Lysine methyltransferases and demethylases were identified as transcriptional co-regulators functioning by either preserving particular chromatin methylation states or by controlling placement and removal of histone lysine methylation marks to promote dynamic changes in gene expression. The development of small molecule methyltransferase and demethylase inhibitors provides a novel approach to affect the regulation of transcription, and thus potentially allowing interference with aberrant transcriptional programs as observed, for instance, in cancer.

Enhancer of Zeste Homolog 2 (EZH2), the major histone H3 lysine 27 (K27) methyltransferase, is widely implicated in tumour progression. The presence of a recurrent mutation of single residues in the EZH2 catalytic domain in germinal center B-cell like diffuse large B-cell lymphoma (GCB-DLBCL) and follicular lymphoma suggests that these cancers might be dependent on altered EZH2 molecular function. Small molecule inhibitors of EZH2 have recently demonstrated efficacy in GCB-DLBCL models and thus provide a new therapeutic approach to treat human lymphomas, especially cases with activating EZH2 mutations.
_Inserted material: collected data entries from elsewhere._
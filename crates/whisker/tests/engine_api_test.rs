//! Integration tests for the Engine API
//!
//! These tests verify that the public API works and is usable.

use serde::Serialize;
use serde_json::json;

use whisker::{
    Engine, HelperOptions, Object, RenderError, TagDescriptor, Value, WhiskerError,
    config::EngineConfig, operator::FnOperator,
};

fn model(value: serde_json::Value) -> Value {
    Value::from(value)
}

#[test]
fn test_engine_api_exists() {
    // Just verify the API compiles and can be constructed
    let _engine = Engine::default();
    let _engine = Engine::new(EngineConfig::default());
}

#[test]
fn test_compile_and_render() {
    let engine = Engine::default();
    let template = engine.compile("Hello {{name}}!").expect("Failed to compile");

    assert_eq!(
        template.render(&model(json!({"name": "World"}))).unwrap(),
        "Hello World!"
    );
    assert_eq!(
        template.render(&model(json!({"name": "Again"}))).unwrap(),
        "Hello Again!"
    );
}

#[test]
fn test_compile_invalid_template_returns_error() {
    let engine = Engine::default();
    let result = engine.compile("{{#if a}}x{{/each}}{{#with b}}");

    let Err(WhiskerError::Parse { err, src }) = result else {
        panic!("Should return parse error");
    };
    assert_eq!(src, "{{#if a}}x{{/each}}{{#with b}}");
    assert!(err.diagnostics().len() >= 2);
    let message = WhiskerError::new_parse_error(err, src).to_string();
    assert!(message.starts_with("1:14: Unbalanced tags"), "{message}");
}

#[test]
fn test_named_templates() {
    let engine = Engine::default();
    let data = model(json!({"n": 1}));

    assert_eq!(engine.compile_and_run("t", "n={{n}}", &data).unwrap(), "n=1");
    // Cached under the name: the new source is ignored.
    assert_eq!(engine.compile_and_run("t", "other", &data).unwrap(), "n=1");
    assert_eq!(engine.run("t", &data).unwrap(), "n=1");

    assert!(engine.remove_template("t"));
    assert!(matches!(
        engine.run("t", &data),
        Err(WhiskerError::Render(RenderError::UnknownTemplate(_)))
    ));
}

#[test]
fn test_engine_clones_share_state() {
    let engine = Engine::default();
    let clone = engine.clone();

    clone.compile_named("shared", "ok").unwrap();
    clone.register_helper("h", |_: &HelperOptions<'_>| Ok(Value::Null));

    assert_eq!(engine.run("shared", &Value::Null).unwrap(), "ok");
    assert!(engine.has_helper("h"));
}

#[test]
fn test_helpers() {
    let engine = Engine::default();
    engine.register_helper("join", |options: &HelperOptions<'_>| {
        let separator = options
            .parameters()
            .get("sep")
            .map(Value::to_string)
            .unwrap_or_else(|| ",".to_string());
        let parts: Vec<String> = options.arguments().iter().map(Value::to_string).collect();
        Ok(Value::from(parts.join(&separator)))
    });
    engine.register_helper("bold", |options: &HelperOptions<'_>| {
        let inner = options.render_children(None)?;
        Ok(Value::from(format!("<b>{inner}</b>")))
    });
    engine.register_helper("fail", |_: &HelperOptions<'_>| {
        Err(RenderError::helper("helper failed"))
    });

    let data = model(json!({"a": "x", "b": "y", "name": "Matt"}));
    let render = |source: &str| engine.compile(source).unwrap().render(&data);

    assert_eq!(render("{{join a b}}").unwrap(), "x,y");
    assert_eq!(render(r#"{{join a b sep="-"}}"#).unwrap(), "x-y");
    assert_eq!(render("{{#bold}}{{name}}{{/bold}}").unwrap(), "<b>Matt</b>");
    assert_eq!(
        render("{{fail}}"),
        Err(RenderError::Helper("helper failed".to_string()))
    );
}

#[test]
fn test_sub_expressions() {
    let engine = Engine::default();
    engine.register_helper("add", |options: &HelperOptions<'_>| {
        let sum: i64 = options
            .arguments()
            .iter()
            .filter_map(|value| match value {
                Value::Int(i) => Some(*i),
                _ => None,
            })
            .sum();
        Ok(Value::from(sum))
    });
    engine.register_helper("show", |options: &HelperOptions<'_>| {
        let label = options.parameters().get("label").cloned().unwrap_or_default();
        Ok(Value::from(format!("{label}:{}", options.data())))
    });

    let data = model(json!({"x": 2}));
    let render = |source: &str| engine.compile(source).unwrap().render(&data).unwrap();

    assert_eq!(render("{{show (add x 3)}}"), ":5");
    assert_eq!(render("{{show (add x (add 1 1)) label=(add 10 0)}}"), "10:4");
    // Without a helper the sub-expression resolves as a path.
    assert_eq!(render("{{show (x)}}"), ":2");
}

#[test]
fn test_partials() {
    let engine = Engine::default();
    engine
        .register_partial("person", "<{{name}}>")
        .expect("Failed to register partial");
    engine.register_partial_fn("shout", |model: &Value| {
        Ok(model.to_string().to_uppercase())
    });

    let data = model(json!({"name": "Top", "friend": {"name": "Chris"}, "word": "hey"}));
    let render = |source: &str| engine.compile(source).unwrap().render(&data);

    assert_eq!(render("{{> person}}").unwrap(), "<Top>");
    assert_eq!(render("{{> person friend}}").unwrap(), "<Chris>");
    assert_eq!(render("{{> shout word}}").unwrap(), "HEY");
    assert_eq!(
        render("{{> missing}}"),
        Err(RenderError::UnknownPartial("missing".to_string()))
    );
}

#[test]
fn test_partial_sees_parent_scopes() {
    let engine = Engine::default();
    engine.register_partial("item", "{{../title}}:{{this}} ").unwrap();

    let data = model(json!({"title": "T", "items": [1, 2]}));
    let output = engine
        .compile("{{#each items}}{{> item}}{{/each}}")
        .unwrap()
        .render(&data)
        .unwrap();
    assert_eq!(output, "T:1 T:2 ");
}

#[test]
fn test_custom_operator() {
    let engine = Engine::default();
    assert!(engine.register_operator(FnOperator::new("startsWith", |x, y| {
        x.to_string().starts_with(&y.to_string())
    })));

    let template = engine
        .compile(r#"{{#is name "startsWith" "Ma"}}yes{{else}}no{{/is}}"#)
        .unwrap();
    assert_eq!(template.render(&model(json!({"name": "Matt"}))).unwrap(), "yes");
    assert_eq!(template.render(&model(json!({"name": "Chris"}))).unwrap(), "no");
}

#[test]
fn test_custom_tag_with_parameters() {
    let engine = Engine::default();
    engine.register_tag(
        TagDescriptor::new("repeat", "repeat", 0, 0).with_map_parameters(true),
        |tag: &whisker::TagBlock<'_>,
         context: &whisker::RenderContext<'_>,
         out: &mut String| {
            let times = match tag.arguments().parameters().get("times") {
                Some(Value::Int(n)) => *n,
                _ => 1,
            };
            for _ in 0..times {
                tag.render(tag.primary(), context, out)?;
            }
            Ok(())
        },
    );

    let render = |source: &str| engine.compile(source).unwrap().render(&Value::Null);
    assert_eq!(render("{{#repeat times=3}}a{{/repeat}}").unwrap(), "aaa");
    assert_eq!(
        render("{{#repeat}}a{{/repeat}}"),
        Err(RenderError::ExpectedParameters("repeat".to_string()))
    );
}

#[test]
fn test_custom_tag_without_child_content() {
    let engine = Engine::default();
    engine.register_tag(
        TagDescriptor::new("stamp", "stamp", 1, 1).with_child_content(false),
        |tag: &whisker::TagBlock<'_>,
         _context: &whisker::RenderContext<'_>,
         out: &mut String| {
            assert!(tag.content().is_empty());
            out.push_str(&format!("<{}>", tag.arguments().positional()[0]));
            Ok(())
        },
    );

    let template = engine.compile("a{{#stamp name}}b{{name}}").unwrap();
    assert_eq!(template.render(&model(json!({"name": "Matt"}))).unwrap(), "a<Matt>bMatt");
}

#[derive(Serialize)]
struct Person {
    name: String,
    tags: Vec<String>,
}

#[test]
fn test_serializable_model() {
    let person = Person {
        name: "Matt".to_string(),
        tags: vec!["a".to_string(), "b".to_string()],
    };
    let data = Value::from_serialize(&person).unwrap();

    let output = Engine::default()
        .compile("{{name}}:{{#each tags}}{{this}}{{/each}}")
        .unwrap()
        .render(&data)
        .unwrap();
    assert_eq!(output, "Matt:ab");
}

#[derive(Debug)]
struct Clock;

impl std::fmt::Display for Clock {
    fn fmt(&self, f: &mut std::fmt::Formatter<'_>) -> std::fmt::Result {
        f.write_str("clock")
    }
}

impl Object for Clock {
    fn get_member(&self, name: &str) -> Option<Value> {
        match name {
            "hour" => Some(Value::from(12)),
            _ => None,
        }
    }
}

#[test]
fn test_object_model() {
    let data: Value = [("clock", Value::object(Clock))].into_iter().collect();
    let output = Engine::default()
        .compile("{{clock.hour}} {{clock.minute}} {{clock}}")
        .unwrap()
        .render(&data)
        .unwrap();
    assert_eq!(output, "12  clock");
}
Constellation has identified, characterised and optimised potent, selective, reversible, orally bioavailable EZH2 small molecule inhibitors. We find that pharmacological inhibition of EZH2 causes selective cell viability defects across a number of haematological disease models beyond GCB-DLBCL harbouring EZH2 mutations. Genome-wide mapping of EZH2 and H3K27me3 sites in the absence and presence of the compound revealed that the EZH2 inhibitor caused significant changes to the local chromatin modification landscape, however only a subset of these alterations translated into gene expression changes. Various biological contexts that depend on EZH2 catalytic activity will be discussed.